** The problem **
All of the data needs to come back exactly as written.

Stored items
_____

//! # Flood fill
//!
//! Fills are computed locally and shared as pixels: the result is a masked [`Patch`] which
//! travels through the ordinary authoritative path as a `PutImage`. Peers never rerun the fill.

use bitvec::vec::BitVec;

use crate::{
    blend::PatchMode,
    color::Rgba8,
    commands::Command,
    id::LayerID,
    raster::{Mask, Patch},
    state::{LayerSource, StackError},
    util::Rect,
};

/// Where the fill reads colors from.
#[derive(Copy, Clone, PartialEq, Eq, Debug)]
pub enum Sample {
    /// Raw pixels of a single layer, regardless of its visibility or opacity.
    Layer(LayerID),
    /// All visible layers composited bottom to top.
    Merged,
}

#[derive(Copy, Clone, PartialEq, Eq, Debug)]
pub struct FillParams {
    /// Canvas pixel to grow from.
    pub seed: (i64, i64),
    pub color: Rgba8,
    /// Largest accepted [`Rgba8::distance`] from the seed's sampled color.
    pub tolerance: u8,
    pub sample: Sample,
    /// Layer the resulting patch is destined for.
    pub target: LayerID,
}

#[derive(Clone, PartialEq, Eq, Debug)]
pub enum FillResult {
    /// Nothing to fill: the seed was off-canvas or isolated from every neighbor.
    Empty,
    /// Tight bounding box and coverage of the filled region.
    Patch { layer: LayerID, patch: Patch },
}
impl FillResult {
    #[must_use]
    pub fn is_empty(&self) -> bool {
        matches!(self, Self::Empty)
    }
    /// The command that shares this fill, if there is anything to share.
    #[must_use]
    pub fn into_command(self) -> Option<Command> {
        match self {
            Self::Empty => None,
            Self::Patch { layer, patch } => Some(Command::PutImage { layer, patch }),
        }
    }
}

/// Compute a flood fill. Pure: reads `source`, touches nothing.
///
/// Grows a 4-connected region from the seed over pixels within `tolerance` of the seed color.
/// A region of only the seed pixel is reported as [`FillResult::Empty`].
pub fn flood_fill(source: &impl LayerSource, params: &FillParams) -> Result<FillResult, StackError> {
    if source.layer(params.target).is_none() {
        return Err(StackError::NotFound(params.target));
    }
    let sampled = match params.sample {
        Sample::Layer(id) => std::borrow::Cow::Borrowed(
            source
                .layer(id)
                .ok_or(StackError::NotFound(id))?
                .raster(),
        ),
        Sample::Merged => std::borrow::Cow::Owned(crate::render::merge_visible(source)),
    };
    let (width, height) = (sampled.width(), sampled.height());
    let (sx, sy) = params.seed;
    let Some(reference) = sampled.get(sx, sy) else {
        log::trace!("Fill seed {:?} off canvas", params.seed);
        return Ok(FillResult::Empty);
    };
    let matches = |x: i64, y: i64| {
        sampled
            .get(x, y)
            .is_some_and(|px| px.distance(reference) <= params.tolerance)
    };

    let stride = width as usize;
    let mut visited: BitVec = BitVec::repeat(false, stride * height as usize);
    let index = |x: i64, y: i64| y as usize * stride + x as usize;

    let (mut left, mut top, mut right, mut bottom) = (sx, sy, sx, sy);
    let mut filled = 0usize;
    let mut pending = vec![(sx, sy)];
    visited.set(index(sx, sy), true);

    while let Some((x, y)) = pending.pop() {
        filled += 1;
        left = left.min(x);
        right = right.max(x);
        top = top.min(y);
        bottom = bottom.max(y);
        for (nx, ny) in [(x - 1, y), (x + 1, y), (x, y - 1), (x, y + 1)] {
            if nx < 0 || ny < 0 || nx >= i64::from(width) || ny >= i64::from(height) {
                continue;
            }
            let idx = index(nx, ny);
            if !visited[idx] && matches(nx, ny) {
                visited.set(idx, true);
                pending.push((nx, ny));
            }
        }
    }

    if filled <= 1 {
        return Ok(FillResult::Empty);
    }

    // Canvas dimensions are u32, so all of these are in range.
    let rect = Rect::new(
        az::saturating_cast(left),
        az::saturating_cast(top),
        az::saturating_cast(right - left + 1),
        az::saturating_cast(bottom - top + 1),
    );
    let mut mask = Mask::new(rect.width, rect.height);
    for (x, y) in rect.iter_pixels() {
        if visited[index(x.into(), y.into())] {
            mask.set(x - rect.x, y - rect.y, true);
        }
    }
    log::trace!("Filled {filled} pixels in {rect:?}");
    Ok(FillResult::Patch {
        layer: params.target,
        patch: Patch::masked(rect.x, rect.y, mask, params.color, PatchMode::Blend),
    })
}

_____

** Output below **
//! # Flood fill
//!
//! Fills are computed locally and shared as pixels: the result is a masked [`Patch`] which
//! travels through the ordinary authoritative path as a `PutImage`. Peers never rerun the fill.

use bitvec::vec::BitVec;

use crate::{
    blend::PatchMode,
    color::Rgba8,
    commands::Command,
    id::LayerID,
    raster::{Mask, Patch},
    state::{LayerSource, StackError},
    util::Rect,
};

/// Where the fill reads colors from.
#[derive(Copy, Clone, PartialEq, Eq, Debug)]
pub enum Sample {
    /// Raw pixels of a single layer, regardless of its visibility or opacity.
    Layer(LayerID),
    /// All visible layers composited bottom to top.
    Merged,
}

#[derive(Copy, Clone, PartialEq, Eq, Debug)]
pub struct FillParams {
    /// Canvas pixel to grow from.
    pub seed: (i64, i64),
    pub color: Rgba8,
    /// Largest accepted [`Rgba8::distance`] from the seed's sampled color.
    pub tolerance: u8,
    pub sample: Sample,
    /// Layer the resulting patch is destined for.
    pub target: LayerID,
}

#[derive(Clone, PartialEq, Eq, Debug)]
pub enum FillResult {
    /// Nothing to fill: the seed was off-canvas or isolated from every neighbor.
    Empty,
    /// Tight bounding box and coverage of the filled region.
    Patch { layer: LayerID, patch: Patch },
}
impl FillResult {
    #[must_use]
    pub fn is_empty(&self) -> bool {
        matches!(self, Self::Empty)
    }
    /// The command that shares this fill, if there is anything to share.
    #[must_use]
    pub fn into_command(self) -> Option<Command> {
        match self {
            Self::Empty => None,
            Self::Patch { layer, patch } => Some(Command::PutImage { layer, patch }),
        }
    }
}

/// Compute a flood fill. Pure: reads `source`, touches nothing.
///
/// Grows a 4-connected region from the seed over pixels within `tolerance` of the seed color.
/// A region of only the seed pixel is reported as [`FillResult::Empty`].
pub fn flood_fill(source: &impl LayerSource, params: &FillParams) -> Result<FillResult, StackError> {
    if source.layer(params.target).is_none() {
        return Err(StackError::NotFound(params.target));
    }
    let sampled = match params.sample {
        Sample::Layer(id) => std::borrow::Cow::Borrowed(
            source
                .layer(id)
                .ok_or(StackError::NotFound(id))?
                .raster(),
        ),
        Sample::Merged => std::borrow::Cow::Owned(crate::render::merge_visible(source)),
    };
    let (width, height) = (sampled.width(), sampled.height());
    let (sx, sy) = params.seed;
    let Some(reference) = sampled.get(sx, sy) else {
        log::trace!("Fill seed {:?} off canvas", params.seed);
        return Ok(FillResult::Empty);
    };
    let matches = |x: i64, y: i64| {
        sampled
            .get(x, y)
            .is_some_and(|px| px.distance(reference) <= params.tolerance)
    };

    let stride = width as usize;
    let mut visited: BitVec = BitVec::repeat(false, stride * height as usize);
    let index = |x: i64, y: i64| y as usize * stride + x as usize;

    let (mut left, mut top, mut right, mut bottom) = (sx, sy, sx, sy);
    let mut filled = 0usize;
    let mut pending = vec![(sx, sy)];
    visited.set(index(sx, sy), true);

    while let Some((x, y)) = pending.pop() {
        filled += 1;
        left = left.min(x);
        right = right.max(x);
        top = top.min(y);
        bottom = bottom.max(y);
        for (nx, ny) in [(x - 1, y), (x + 1, y), (x, y - 1), (x, y + 1)] {
            if nx < 0 || ny < 0 || nx >= i64::from(width) || ny >= i64::from(height) {
                continue;
            }
            let idx = index(nx, ny);
            if !visited[idx] && matches(nx, ny) {
                visited.set(idx, true);
                pending.push((nx, ny));
            }
        }
    }

    if filled <= 1 {
        return Ok(FillResult::Empty);
    }

    // Canvas dimensions are u32, so all of these are in range.
    let rect = Rect::new(
        az::saturating_cast(left),
        az::saturating_cast(top),
        az::saturating_cast(right - left + 1),
        az::saturating_cast(bottom - top + 1),
    );
    let mut mask = Mask::new(rect.width, rect.height);
    for (x, y) in rect.iter_pixels() {
        if visited[index(x.into(), y.into())] {
            mask.set(x - rect.x, y - rect.y, true);
        }
    }
    log::trace!("Filled {filled} pixels in {rect:?}");
    Ok(FillResult::Patch {
        layer: params.target,
        patch: Patch::masked(rect.x, rect.y, mask, params.color, PatchMode::Blend),
    })
}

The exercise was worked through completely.